Instructions for the task: The answer must be every line below that contains the string "format".

BEGIN Records shown

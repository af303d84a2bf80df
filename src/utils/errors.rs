//! Sistema de manejo de errores
//!
//! Este módulo define todos los tipos de errores del sistema
//! y su conversión a respuestas HTTP apropiadas.

use axum::{
    http::StatusCode,
    response::{IntoResponse, Response},
    Json,
};
use serde_json::json;
use thiserror::Error;

use crate::models::booking_status::TransitionError;

/// Errores principales de la aplicación
#[derive(Error, Debug)]
pub enum AppError {
    #[error("Database error: {0}")]
    Database(#[from] sqlx::Error),

    #[error("Validation error: {0}")]
    Validation(#[from] validator::ValidationErrors),

    #[error("Unauthorized: {0}")]
    Unauthorized(String),

    #[error("Forbidden: {0}")]
    Forbidden(String),

    #[error("Not found: {0}")]
    NotFound(String),

    #[error("Conflict: {0}")]
    Conflict(String),

    #[error("Stale booking status: {0}")]
    StaleStatus(String),

    #[error("Invalid status change: {0}")]
    InvalidTransition(#[from] TransitionError),

    #[error("Bad request: {0}")]
    BadRequest(String),

    #[error("JWT error: {0}")]
    Jwt(String),

    #[error("Internal server error: {0}")]
    Internal(String),
}

/// Respuesta de error para la API
#[derive(Debug, serde::Serialize, serde::Deserialize)]
pub struct ErrorResponse {
    pub error: String,
    pub message: String,
    #[serde(skip_serializing_if = "Option::is_none")]
    pub details: Option<serde_json::Value>,
    #[serde(skip_serializing_if = "Option::is_none")]
    pub code: Option<String>,
}

impl ErrorResponse {
    fn new(error: &str, message: String, code: &str) -> Self {
        Self {
            error: error.to_string(),
            message,
            details: None,
            code: Some(code.to_string()),
        }
    }

    fn with_details(mut self, details: serde_json::Value) -> Self {
        self.details = Some(details);
        self
    }
}

impl IntoResponse for AppError {
    fn into_response(self) -> Response {
        let (status, error_response) = match self {
            AppError::Database(e) => {
                tracing::error!("❌ Database error: {}", e);
                (
                    StatusCode::INTERNAL_SERVER_ERROR,
                    ErrorResponse::new(
                        "Database Error",
                        "An error occurred while accessing the database".to_string(),
                        "DB_ERROR",
                    ),
                )
            }

            AppError::Validation(e) => {
                tracing::warn!("⚠️ Validation error: {}", e);
                (
                    StatusCode::BAD_REQUEST,
                    ErrorResponse::new(
                        "Validation Error",
                        "The provided data is invalid".to_string(),
                        "VALIDATION_ERROR",
                    )
                    .with_details(json!(e)),
                )
            }

            AppError::Unauthorized(msg) => {
                tracing::warn!("🔒 Unauthorized access: {}", msg);
                (
                    StatusCode::UNAUTHORIZED,
                    ErrorResponse::new("Unauthorized", msg, "UNAUTHORIZED"),
                )
            }

            AppError::Jwt(msg) => {
                tracing::warn!("🔒 JWT error: {}", msg);
                (
                    StatusCode::UNAUTHORIZED,
                    ErrorResponse::new("JWT Error", msg, "JWT_ERROR"),
                )
            }

            AppError::Forbidden(msg) => {
                tracing::warn!("🚫 Forbidden access: {}", msg);
                (
                    StatusCode::FORBIDDEN,
                    ErrorResponse::new("Forbidden", msg, "FORBIDDEN"),
                )
            }

            AppError::NotFound(msg) => {
                tracing::warn!("🔍 Resource not found: {}", msg);
                (
                    StatusCode::NOT_FOUND,
                    ErrorResponse::new("Not Found", msg, "NOT_FOUND"),
                )
            }

            AppError::Conflict(msg) => {
                tracing::warn!("⚠️ Conflict: {}", msg);
                (
                    StatusCode::CONFLICT,
                    ErrorResponse::new("Conflict", msg, "CONFLICT"),
                )
            }

            AppError::StaleStatus(msg) => {
                tracing::warn!("⚠️ Stale booking status: {}", msg);
                (
                    StatusCode::CONFLICT,
                    ErrorResponse::new("Conflict", msg, "STALE_BOOKING_STATUS"),
                )
            }

            AppError::InvalidTransition(e) => {
                tracing::warn!("⚠️ Invalid status change: {}", e);
                let (status, code) = match &e {
                    TransitionError::Unchanged(_) => (StatusCode::BAD_REQUEST, "STATUS_UNCHANGED"),
                    TransitionError::ReasonRequired(_) => (StatusCode::BAD_REQUEST, "REASON_REQUIRED"),
                    TransitionError::NotAllowed { .. } => {
                        (StatusCode::CONFLICT, "INVALID_STATUS_TRANSITION")
                    }
                };
                (
                    status,
                    ErrorResponse::new("Invalid Status Change", e.to_string(), code),
                )
            }

            AppError::BadRequest(msg) => {
                tracing::warn!("⚠️ Bad request: {}", msg);
                (
                    StatusCode::BAD_REQUEST,
                    ErrorResponse::new("Bad Request", msg, "BAD_REQUEST"),
                )
            }

            AppError::Internal(msg) => {
                tracing::error!("❌ Internal error: {}", msg);
                (
                    StatusCode::INTERNAL_SERVER_ERROR,
                    ErrorResponse::new(
                        "Internal Server Error",
                        "An unexpected error occurred".to_string(),
                        "INTERNAL_ERROR",
                    ),
                )
            }
        };

        (status, Json(error_response)).into_response()
    }
}

/// Resultado tipado para operaciones que pueden fallar
pub type AppResult<T> = Result<T, AppError>;

/// Función helper para crear errores de recurso no encontrado
pub fn not_found_error(resource: &str, id: &str) -> AppError {
    AppError::NotFound(format!("{} with id '{}' not found", resource, id))
}

/// Función helper para crear errores de acceso prohibido
pub fn forbidden_error(operation: &str, reason: &str) -> AppError {
    AppError::Forbidden(format!("Cannot {}: {}", operation, reason))
}

/// Función helper para crear errores de solicitud incorrecta
pub fn bad_request_error(message: &str) -> AppError {
    AppError::BadRequest(message.to_string())
}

END Records shown

Result for this exercise:
    AppError::NotFound(format!("{} with id '{}' not found", resource, id))
    AppError::Forbidden(format!("Cannot {}: {}", operation, reason))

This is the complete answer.